* _EXERCISE OBJECTIVE_
Please restate each entry that follows word for word.

* _RECORDS SUPPLIED_

use postwatch_core::{FetchError, FetchStage};
use reqwest::{Client, StatusCode};
use serde::Serialize;
use std::time::{Duration, Instant};
use tracing::{debug, error, warn};

/// Extra client-side allowance on top of the render budget, so the service
/// gets the chance to report its own timeout first.
const CLIENT_SLACK: Duration = Duration::from_secs(5);

#[derive(Debug, Clone, Serialize)]
#[serde(rename_all = "camelCase")]
pub struct ContentRequest {
    pub url: String,
    pub goto_options: GotoOptions,
    pub wait_for_selector: WaitForSelector,
}

#[derive(Debug, Clone, Serialize)]
#[serde(rename_all = "camelCase")]
pub struct GotoOptions {
    pub timeout: u64,
    pub wait_until: String,
}

#[derive(Debug, Clone, Serialize)]
pub struct WaitForSelector {
    pub selector: String,
    pub timeout: u64,
}

impl ContentRequest {
    pub fn new(url: &str, selector: &str, page_load: Duration, element: Duration) -> Self {
        Self {
            url: url.to_string(),
            goto_options: GotoOptions {
                timeout: millis(page_load),
                wait_until: "domcontentloaded".to_string(),
            },
            wait_for_selector: WaitForSelector {
                selector: selector.to_string(),
                timeout: millis(element),
            },
        }
    }

    pub(crate) fn budget(&self) -> Duration {
        Duration::from_millis(
            self.goto_options
                .timeout
                .saturating_add(self.wait_for_selector.timeout),
        )
    }
}

fn millis(duration: Duration) -> u64 {
    u64::try_from(duration.as_millis()).unwrap_or(u64::MAX)
}

/// Thin client for a Browserless-compatible `/content` endpoint, which
/// navigates a headless browser and returns the rendered DOM.
#[derive(Debug, Clone)]
pub struct BrowserlessClient {
    http_client: Client,
    base_url: String,
    token: Option<String>,
}

impl BrowserlessClient {
    pub fn new(base_url: &str, token: Option<String>) -> Result<Self, FetchError> {
        let http_client = Client::builder()
            .build()
            .map_err(|e| FetchError::Network(e.to_string()))?;

        Ok(Self {
            http_client,
            base_url: base_url.trim_end_matches('/').to_string(),
            token: token.filter(|t| !t.is_empty()),
        })
    }

    /// Renders `request.url` and returns the HTML once `wait_for_selector`
    /// matched. Both the navigation and the element wait are bounded.
    pub async fn content(
        &self,
        handle: &str,
        stage: FetchStage,
        request: &ContentRequest,
    ) -> Result<String, FetchError> {
        let endpoint = format!("{}/content", self.base_url);
        let budget = request.budget();
        let timeout_error = || FetchError::Timeout {
            handle: handle.to_string(),
            stage,
            seconds: budget.as_secs(),
        };

        let mut request_builder = self
            .http_client
            .post(&endpoint)
            .timeout(budget.saturating_add(CLIENT_SLACK))
            .json(request);
        if let Some(ref token) = self.token {
            request_builder = request_builder.query(&[("token", token.as_str())]);
        }

        let start_time = Instant::now();
        debug!(handle, %stage, url = %request.url, "Rendering profile page");

        let response = match request_builder.send().await {
            Ok(response) => response,
            Err(e) if e.is_timeout() => {
                warn!(handle, %stage, elapsed = ?start_time.elapsed(), "Render request timed out");
                return Err(timeout_error());
            }
            Err(e) => {
                let e = e.without_url();
                error!(handle, %stage, "Network error talking to rendering service: {}", e);
                return Err(FetchError::Network(e.to_string()));
            }
        };

        let status = response.status();
        if status == StatusCode::REQUEST_TIMEOUT {
            warn!(handle, %stage, "Rendering service gave up waiting for the page");
            return Err(timeout_error());
        }
        if !status.is_success() {
            let message = response.text().await.unwrap_or_default();
            error!(handle, %stage, status = status.as_u16(), "Rendering service error: {}", message);
            return Err(FetchError::Api {
                status: status.as_u16(),
                message,
            });
        }

        let html = match response.text().await {
            Ok(html) => html,
            Err(e) if e.is_timeout() => return Err(timeout_error()),
            Err(e) => return Err(FetchError::Network(e.without_url().to_string())),
        };
        debug!(
            handle,
            %stage,
            bytes = html.len(),
            elapsed = ?start_time.elapsed(),
            "Rendered profile page"
        );
        Ok(html)
    }
}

* _RESPONSE AREA_
use postwatch_core::{FetchError, FetchStage};
use reqwest::{Client, StatusCode};
use serde::Serialize;
use std::time::{Duration, Instant};
use tracing::{debug, error, warn};

/// Extra client-side allowance on top of the render budget, so the service
/// gets the chance to report its own timeout first.
const CLIENT_SLACK: Duration = Duration::from_secs(5);

#[derive(Debug, Clone, Serialize)]
#[serde(rename_all = "camelCase")]
pub struct ContentRequest {
    pub url: String,
    pub goto_options: GotoOptions,
    pub wait_for_selector: WaitForSelector,
}

#[derive(Debug, Clone, Serialize)]
#[serde(rename_all = "camelCase")]
pub struct GotoOptions {
    pub timeout: u64,
    pub wait_until: String,
}

#[derive(Debug, Clone, Serialize)]
pub struct WaitForSelector {
    pub selector: String,
    pub timeout: u64,
}

impl ContentRequest {
    pub fn new(url: &str, selector: &str, page_load: Duration, element: Duration) -> Self {
        Self {
            url: url.to_string(),
            goto_options: GotoOptions {
                timeout: millis(page_load),
                wait_until: "domcontentloaded".to_string(),
            },
            wait_for_selector: WaitForSelector {
                selector: selector.to_string(),
                timeout: millis(element),
            },
        }
    }

    pub(crate) fn budget(&self) -> Duration {
        Duration::from_millis(
            self.goto_options
                .timeout
                .saturating_add(self.wait_for_selector.timeout),
        )
    }
}

fn millis(duration: Duration) -> u64 {
    u64::try_from(duration.as_millis()).unwrap_or(u64::MAX)
}

/// Thin client for a Browserless-compatible `/content` endpoint, which
/// navigates a headless browser and returns the rendered DOM.
#[derive(Debug, Clone)]
pub struct BrowserlessClient {
    http_client: Client,
    base_url: String,
    token: Option<String>,
}

impl BrowserlessClient {
    pub fn new(base_url: &str, token: Option<String>) -> Result<Self, FetchError> {
        let http_client = Client::builder()
            .build()
            .map_err(|e| FetchError::Network(e.to_string()))?;

        Ok(Self {
            http_client,
            base_url: base_url.trim_end_matches('/').to_string(),
            token: token.filter(|t| !t.is_empty()),
        })
    }

    /// Renders `request.url` and returns the HTML once `wait_for_selector`
    /// matched. Both the navigation and the element wait are bounded.
    pub async fn content(
        &self,
        handle: &str,
        stage: FetchStage,
        request: &ContentRequest,
    ) -> Result<String, FetchError> {
        let endpoint = format!("{}/content", self.base_url);
        let budget = request.budget();
        let timeout_error = || FetchError::Timeout {
            handle: handle.to_string(),
            stage,
            seconds: budget.as_secs(),
        };

        let mut request_builder = self
            .http_client
            .post(&endpoint)
            .timeout(budget.saturating_add(CLIENT_SLACK))
            .json(request);
        if let Some(ref token) = self.token {
            request_builder = request_builder.query(&[("token", token.as_str())]);
        }

        let start_time = Instant::now();
        debug!(handle, %stage, url = %request.url, "Rendering profile page");

        let response = match request_builder.send().await {
            Ok(response) => response,
            Err(e) if e.is_timeout() => {
                warn!(handle, %stage, elapsed = ?start_time.elapsed(), "Render request timed out");
                return Err(timeout_error());
            }
            Err(e) => {
                let e = e.without_url();
                error!(handle, %stage, "Network error talking to rendering service: {}", e);
                return Err(FetchError::Network(e.to_string()));
            }
        };

        let status = response.status();
        if status == StatusCode::REQUEST_TIMEOUT {
            warn!(handle, %stage, "Rendering service gave up waiting for the page");
            return Err(timeout_error());
        }
        if !status.is_success() {
            let message = response.text().await.unwrap_or_default();
            error!(handle, %stage, status = status.as_u16(), "Rendering service error: {}", message);
            return Err(FetchError::Api {
                status: status.as_u16(),
                message,
            });
        }

        let html = match response.text().await {
            Ok(html) => html,
            Err(e) if e.is_timeout() => return Err(timeout_error()),
            Err(e) => return Err(FetchError::Network(e.without_url().to_string())),
        };
        debug!(
            handle,
            %stage,
            bytes = html.len(),
            elapsed = ?start_time.elapsed(),
            "Rendered profile page"
        );
        Ok(html)
    }
}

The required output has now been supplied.